> **Exercise objective**:
Search the material for the word "path" and copy every line in which it occurs.

◆ ◆ ◆

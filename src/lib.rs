//! Leptos client-side dashboard drawing live relay traffic from a router's stats stream.

use leptos::prelude::*;
use leptos_meta::*;
use leptos_router::components::*;
use leptos_router::path;
use log::{Level, info};

// Modules
mod client;
mod components;
mod config;
mod error;
mod pages;
mod scheduler;
pub mod traffic;
mod transport;

// Top-Level pages
use crate::pages::home::Home;
use crate::pages::not_found::NotFound;

/// Initialize logging and panic hooks for the WASM target.
pub fn init_logging() {
	let _ = console_log::init_with_level(Level::Debug);
	console_error_panic_hook::set_once();
	info!("Logging initialized");
}

/// An app router which renders the traffic dashboard and handles 404's
#[component]
pub fn App() -> impl IntoView {
	// Provides context that manages stylesheets, titles, meta tags, etc.
	provide_meta_context();

	view! {
		<Html attr:lang="en" attr:dir="ltr" attr:data-theme="dark" />

		// sets the document title
		<Title text="Relay Traffic" />

		// injects metadata in the <head> of the page
		<Meta charset="UTF-8" />
		<Meta name="viewport" content="width=device-width, initial-scale=1.0" />

		<Router>
			<Routes fallback=|| view! { <NotFound /> }>
				<Route path=path!("/") view=Home />
			</Routes>
		</Router>
	}
}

◆ ◆ ◆

> **Written answer**:
use leptos_router::path;
				<Route path=path!("/") view=Home />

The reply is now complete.